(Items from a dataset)
+++
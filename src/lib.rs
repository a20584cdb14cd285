//! mongodb-operator library crate
//!
//! This module exports the controller, CRD definitions, member client and
//! resource generators.

pub mod client;
pub mod config;
pub mod controller;
pub mod crd;
pub mod health;
pub mod leader;
pub mod resources;

pub use config::{OperatorConfig, Platform};
pub use health::HealthState;

use std::sync::Arc;

use futures::{Stream, StreamExt};
use k8s_openapi::api::apps::v1::StatefulSet;
use k8s_openapi::api::core::v1::Service;
use kube::runtime::watcher::Config as WatcherConfig;
use kube::runtime::{Controller, WatchStreamExt, metadata_watcher, predicates, reflector, watcher};
use kube::{Api, Client, Resource};
use serde::de::DeserializeOwned;
use tracing::{debug, error, info};

use controller::cluster_reconciler::{error_policy, reconcile};
use controller::context::Context;
use crd::MongoDbCluster;

/// Create namespaced or cluster-wide API based on scope
pub fn scoped_api<T>(client: Client, namespace: Option<&str>) -> Api<T>
where
    T: Resource<Scope = k8s_openapi::NamespaceResourceScope>,
    <T as Resource>::DynamicType: Default,
    T: Clone + DeserializeOwned + std::fmt::Debug,
{
    match namespace {
        Some(ns) => Api::namespaced(client, ns),
        None => Api::all(client),
    }
}

/// Create the default watcher configuration.
fn default_watcher_config() -> WatcherConfig {
    WatcherConfig::default().any_semantic()
}

/// Create a filtered stream for a resource type.
///
/// This creates a reflector-backed stream that:
/// - Maintains an in-memory cache via reflector
/// - Uses automatic retry with exponential backoff on errors
/// - Converts watch events to objects (Added/Modified only)
/// - Filters out status-only updates via generation predicate
///
/// Returns the reflector store (for cache lookups) and the filtered stream.
fn create_filtered_stream<K>(
    api: Api<K>,
    watcher_config: WatcherConfig,
) -> (
    reflector::Store<K>,
    impl Stream<Item = Result<K, watcher::Error>>,
)
where
    K: Resource + Clone + DeserializeOwned + std::fmt::Debug + Send + 'static,
    K::DynamicType: Default + Eq + std::hash::Hash + Clone,
{
    let (reader, writer) = reflector::store();
    let stream = reflector(writer, watcher(api, watcher_config))
        .default_backoff()
        .applied_objects()
        .predicate_filter(predicates::generation);
    (reader, stream)
}

/// Run the MongoDbCluster controller.
///
/// Watches clusters in `config.watch_namespace`, or cluster-wide when unset,
/// and reconciles them. If health_state is provided, metrics are recorded
/// for reconciliations.
pub async fn run_controller(
    client: Client,
    config: OperatorConfig,
    health_state: Option<Arc<HealthState>>,
) {
    let namespace = config.watch_namespace.clone();
    let scope_msg = namespace.as_deref().unwrap_or("cluster-wide");
    info!(
        scope = %scope_msg,
        platform = ?config.platform,
        init_wait_secs = config.replset_init_wait,
        "Starting controller for MongoDbCluster resources"
    );

    // Mark as ready once we start the controller
    if let Some(ref state) = health_state {
        state.set_ready(true).await;
    }

    let ctx = Arc::new(Context::new(client.clone(), config, health_state));

    let clusters: Api<MongoDbCluster> = scoped_api(client.clone(), namespace.as_deref());
    let statefulsets: Api<StatefulSet> = scoped_api(client.clone(), namespace.as_deref());
    let services: Api<Service> = scoped_api(client.clone(), namespace.as_deref());

    let watcher_config = default_watcher_config();
    let (reader, cluster_stream) = create_filtered_stream(clusters, watcher_config.clone());

    // Services only need to be known to exist, so their metadata is enough
    Controller::for_stream(cluster_stream, reader)
        .owns(statefulsets, watcher_config.clone())
        .owns_stream(metadata_watcher(services, watcher_config).touched_objects())
        .shutdown_on_signal()
        .run(reconcile, error_policy, ctx.clone())
        .for_each(|result| async move {
            match result {
                Ok((obj, _action)) => {
                    debug!("Reconciled: {}", obj.name);
                }
                Err(e) => {
                    // Watch events for owned objects can still arrive after
                    // the cluster itself is gone
                    let is_not_found = match &e {
                        kube::runtime::controller::Error::ObjectNotFound(_) => true,
                        kube::runtime::controller::Error::ReconcilerFailed(err, _) => {
                            err.is_not_found()
                        }
                        _ => false,
                    };
                    if is_not_found {
                        debug!("Object no longer exists (likely deleted): {:?}", e);
                    } else {
                        error!("Reconciliation error: {:?}", e);
                    }
                }
            }
        })
        .await;

    ctx.watchdogs.stop_all();
    info!("Controller stream ended");
}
+++
Requirement: Could you reproduce every record exactly as written?

Solution to the exercise:
filename src/lib.rs
repository a20584cdb14cd285
//! mongodb-operator library crate
//!
//! This module exports the controller, CRD definitions, member client and
//! resource generators.

pub mod client;
pub mod config;
pub mod controller;
pub mod crd;
pub mod health;
pub mod leader;
pub mod resources;

pub use config::{OperatorConfig, Platform};
pub use health::HealthState;

use std::sync::Arc;

use futures::{Stream, StreamExt};
use k8s_openapi::api::apps::v1::StatefulSet;
use k8s_openapi::api::core::v1::Service;
use kube::runtime::watcher::Config as WatcherConfig;
use kube::runtime::{Controller, WatchStreamExt, metadata_watcher, predicates, reflector, watcher};
use kube::{Api, Client, Resource};
use serde::de::DeserializeOwned;
use tracing::{debug, error, info};

use controller::cluster_reconciler::{error_policy, reconcile};
use controller::context::Context;
use crd::MongoDbCluster;

/// Create namespaced or cluster-wide API based on scope
pub fn scoped_api<T>(client: Client, namespace: Option<&str>) -> Api<T>
where
    T: Resource<Scope = k8s_openapi::NamespaceResourceScope>,
    <T as Resource>::DynamicType: Default,
    T: Clone + DeserializeOwned + std::fmt::Debug,
{
    match namespace {
        Some(ns) => Api::namespaced(client, ns),
        None => Api::all(client),
    }
}

/// Create the default watcher configuration.
fn default_watcher_config() -> WatcherConfig {
    WatcherConfig::default().any_semantic()
}

/// Create a filtered stream for a resource type.
///
/// This creates a reflector-backed stream that:
/// - Maintains an in-memory cache via reflector
/// - Uses automatic retry with exponential backoff on errors
/// - Converts watch events to objects (Added/Modified only)
/// - Filters out status-only updates via generation predicate
///
/// Returns the reflector store (for cache lookups) and the filtered stream.
fn create_filtered_stream<K>(
    api: Api<K>,
    watcher_config: WatcherConfig,
) -> (
    reflector::Store<K>,
    impl Stream<Item = Result<K, watcher::Error>>,
)
where
    K: Resource + Clone + DeserializeOwned + std::fmt::Debug + Send + 'static,
    K::DynamicType: Default + Eq + std::hash::Hash + Clone,
{
    let (reader, writer) = reflector::store();
    let stream = reflector(writer, watcher(api, watcher_config))
        .default_backoff()
        .applied_objects()
        .predicate_filter(predicates::generation);
    (reader, stream)
}

/// Run the MongoDbCluster controller.
///
/// Watches clusters in `config.watch_namespace`, or cluster-wide when unset,
/// and reconciles them. If health_state is provided, metrics are recorded
/// for reconciliations.
pub async fn run_controller(
    client: Client,
    config: OperatorConfig,
    health_state: Option<Arc<HealthState>>,
) {
    let namespace = config.watch_namespace.clone();
    let scope_msg = namespace.as_deref().unwrap_or("cluster-wide");
    info!(
        scope = %scope_msg,
        platform = ?config.platform,
        init_wait_secs = config.replset_init_wait,
        "Starting controller for MongoDbCluster resources"
    );

    // Mark as ready once we start the controller
    if let Some(ref state) = health_state {
        state.set_ready(true).await;
    }

    let ctx = Arc::new(Context::new(client.clone(), config, health_state));

    let clusters: Api<MongoDbCluster> = scoped_api(client.clone(), namespace.as_deref());
    let statefulsets: Api<StatefulSet> = scoped_api(client.clone(), namespace.as_deref());
    let services: Api<Service> = scoped_api(client.clone(), namespace.as_deref());

    let watcher_config = default_watcher_config();
    let (reader, cluster_stream) = create_filtered_stream(clusters, watcher_config.clone());

    // Services only need to be known to exist, so their metadata is enough
    Controller::for_stream(cluster_stream, reader)
        .owns(statefulsets, watcher_config.clone())
        .owns_stream(metadata_watcher(services, watcher_config).touched_objects())
        .shutdown_on_signal()
        .run(reconcile, error_policy, ctx.clone())
        .for_each(|result| async move {
            match result {
                Ok((obj, _action)) => {
                    debug!("Reconciled: {}", obj.name);
                }
                Err(e) => {
                    // Watch events for owned objects can still arrive after
                    // the cluster itself is gone
                    let is_not_found = match &e {
                        kube::runtime::controller::Error::ObjectNotFound(_) => true,
                        kube::runtime::controller::Error::ReconcilerFailed(err, _) => {
                            err.is_not_found()
                        }
                        _ => false,
                    };
                    if is_not_found {
                        debug!("Object no longer exists (likely deleted): {:?}", e);
                    } else {
                        error!("Reconciliation error: {:?}", e);
                    }
                }
            }
        })
        .await;

    ctx.watchdogs.stop_all();
    info!("Controller stream ended");
}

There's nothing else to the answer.